All members of a club’s e-board must now complete bystander intervention training once annually or the club risks losing their accreditation, as the result of a bylaw amendment approved by the Student Union Senate on Sunday, Nov. 22.
The bystander initiative will take effect next semester, but there will be no risk of penalty until spring 2017. Club leaders will have the full year to satisfy the “once annually” requirement. Returning officers will have a year from the date of their last training to renew.
Clubs that are de-recognized or de-chartered cannot apply for funding through the allocations board or request common spaces.
Bystander training is a program that teaches students how to intervene in situations that could lead to sexual misconduct, allowing participants the opportunity to discuss or role-play scenarios involving partner violence, intoxicated hook-ups and homophobic remarks.
Two trainers prompt participants to consider how they would approach the situation as a bystander to prevent harm while also thinking about their safety, according to Sheila McMahon from the Office of Prevention Services. McMahon and Brendan Weintraub ’16 oversee the program at Brandeis.
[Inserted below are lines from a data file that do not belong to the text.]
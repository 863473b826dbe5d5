//! Liveness and readiness checks.
//!
//! - GET /healthz  -> always `{"status":"ok"}`
//! - GET /readyz   -> checks the catalog and the upload directory

use crate::{services::storage_service::StorageService, state::AppState};
use axum::{Json, extract::State, http::StatusCode, response::IntoResponse};
use serde::Serialize;
use std::{collections::BTreeMap, path::Path};
use tokio::fs;
use uuid::Uuid;

const SCRATCH_BYTES: &[u8] = b"readyz";

/// `GET /healthz`. Performs no I/O.
pub async fn healthz() -> impl IntoResponse {
    Json(HealthResponse { status: "ok" })
}

/// `GET /readyz`
///
/// 200 when the catalog answers `SELECT 1` and a scratch file can be written,
/// read back and removed in the upload directory; 503 otherwise.
pub async fn readyz(State(state): State<AppState>) -> impl IntoResponse {
    let mut checks = BTreeMap::new();
    checks.insert("sqlite", check_catalog(&state.storage).await);
    checks.insert("disk", check_disk(&state.storage.base_path).await);

    let ready = checks.values().all(|check| check.ok);
    let (status, label) = if ready {
        (StatusCode::OK, "ok")
    } else {
        (StatusCode::SERVICE_UNAVAILABLE, "error")
    };
    (
        status,
        Json(ReadyResponse {
            status: label,
            checks,
        }),
    )
}

async fn check_catalog(storage: &StorageService) -> CheckStatus {
    match sqlx::query_scalar::<_, i64>("SELECT 1")
        .fetch_one(&*storage.db)
        .await
    {
        Ok(1) => CheckStatus::passed(),
        Ok(v) => CheckStatus::failed(format!("unexpected result: {v}")),
        Err(e) => CheckStatus::failed(format!("error: {e}")),
    }
}

/// The leading dot keeps the scratch file outside the namespace of generated names.
async fn check_disk(upload_dir: &Path) -> CheckStatus {
    let scratch = upload_dir.join(format!(".readyz-{}", Uuid::new_v4()));
    if let Err(e) = fs::write(&scratch, SCRATCH_BYTES).await {
        return CheckStatus::failed(format!("could not write scratch file: {e}"));
    }

    let read_back = fs::read(&scratch).await;
    let removed = fs::remove_file(&scratch).await;
    match (read_back, removed) {
        (Err(e), _) => CheckStatus::failed(format!("could not read scratch file: {e}")),
        (Ok(bytes), _) if bytes != SCRATCH_BYTES => CheckStatus::failed("scratch file content mismatch"),
        (Ok(_), Err(e)) => CheckStatus::failed(format!("could not remove scratch file: {e}")),
        (Ok(_), Ok(())) => CheckStatus::passed(),
    }
}

#[derive(Serialize)]
struct HealthResponse {
    status: &'static str,
}

#[derive(Serialize)]
struct ReadyResponse {
    status: &'static str,
    checks: BTreeMap<&'static str, CheckStatus>,
}

#[derive(Serialize)]
struct CheckStatus {
    ok: bool,
    error: Option<String>,
}

impl CheckStatus {
    fn passed() -> Self {
        Self {
            ok: true,
            error: None,
        }
    }

    fn failed(error: impl Into<String>) -> Self {
        Self {
            ok: false,
            error: Some(error.into()),
        }
    }
}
“The point [of the bystander amendment] isn’t to waste people’s time and add an obstacle … The point is to make people more aware of these sorts of issues,” said Senator-at-Large Lorenzo Finamore ’18, who was involved with the initiative on the Student Union end. The three Senate committees involved were social justice, bylaws and club support.
Union members completed training during a retreat at the beginning of the semester, after which they decided it would not be too difficult for all club leaders to be trained as well, said Finamore.
“Club leaders have a really important role in setting the tone for the people who are a part of their group,” said McMahon, who was excited to partner with the Student Union on this project.
Brandeis introduced bystander training in the spring of 2014. Since then, about 1,000 students have participated, and there now about 60 trainers, according to McMahon.
Though the Senate will monitor club leaders on an individual basis, some student groups have organized trainings open to all their members, including the women’s Ultimate Frisbee team, the Quiz Bowl team, Greek organizations and varsity sports teams.
There have been over 20 trainings this semester, reaching almost 300 students. By this point last year, 376 students had received training, but 199 of those students were Orientation Leaders and Community Advisors. This year’s OLs and CAs did not receive bystander intervention training but participated in other forms of sexual misconduct training, McMahon said. Excluding those numbers, there has been a 70-percent increase in the number of students trained by the end of first semester. A total of over 700 students received training last year.
CAs can organize trainings for their residents and participate themselves. Students living in Ziv 128 and 130, in Ridgewood B and on Hassenfeld 3 were trained this semester.
Sam Daniels ’16, a student worker at the Office of Prevention Services acts as the liaison between that office, the Department of Community Living and the Rape Crisis Center, and helps coordinate these trainings.
“I think the most important part of bystander training is that, at the end of the day, it’s a discussion about rape culture. So the more trainings we have, the more discussions about rape culture we have. Silence fuels rape culture, and bystander training is about changing that,” said Daniels in an email to The Brandeis Hoot.
Over the past couple years, Brandeis has taken steps to address sexual violence on campus, hiring McMahon, implementing bystander training and organizing other programs like the theatrical Speak About It! performance about sexual violence during Orientation. In August, Brandeis released online training to give students a baseline level of knowledge about consent, sexual assault and dating violence, in compliance with the Clery Act of 1990.
However, the results of Brandeis’ campus climate survey on sexual violence from last spring demonstrated the need to do more in areas including bystander training, according to McMahon.
The survey asked students to explain why they may not have chosen to intervene as a bystander. The most common responses were that students “didn’t know what to do/say” or “didn’t realize until later that the situation was serious,” the results said.
Bystander training aims to change how students perceive situations like this. Though in the past, discussions of sexual violence focused on the “one-to-one relationship” between survivor and perpetrator, McMahon said, “If you expand the frame of your awareness and include people who are around the potential victim and the potential perpetrator … [it] gives everyone a role in making the campus safer.”
The Senate approved several other changes to their bylaws at the Nov. 22 meeting, which included the new waiting period clubs must observe between requesting recognition and chartering and revisions to the timeline for submitting anti-hazing forms.
In the past, clubs lost their accreditation if they did not submit the forms by a given date. This year, the Senate de-chartered 30 clubs that did not submit the form. Now, clubs have 40 days from the beginning of the academic year to submit the form. Failure to do so will result in suspension but not irreversible loss of recognition or charter, Finamore said.
The Senate also approved a 40-academic day waiting period clubs must observe between when they apply to be recognized and chartered. This change addresses the large number of clubs that apply for charter (about two per week) in relation to the limited amount of funding available to give them, according to an Oct. 30 Hoot article.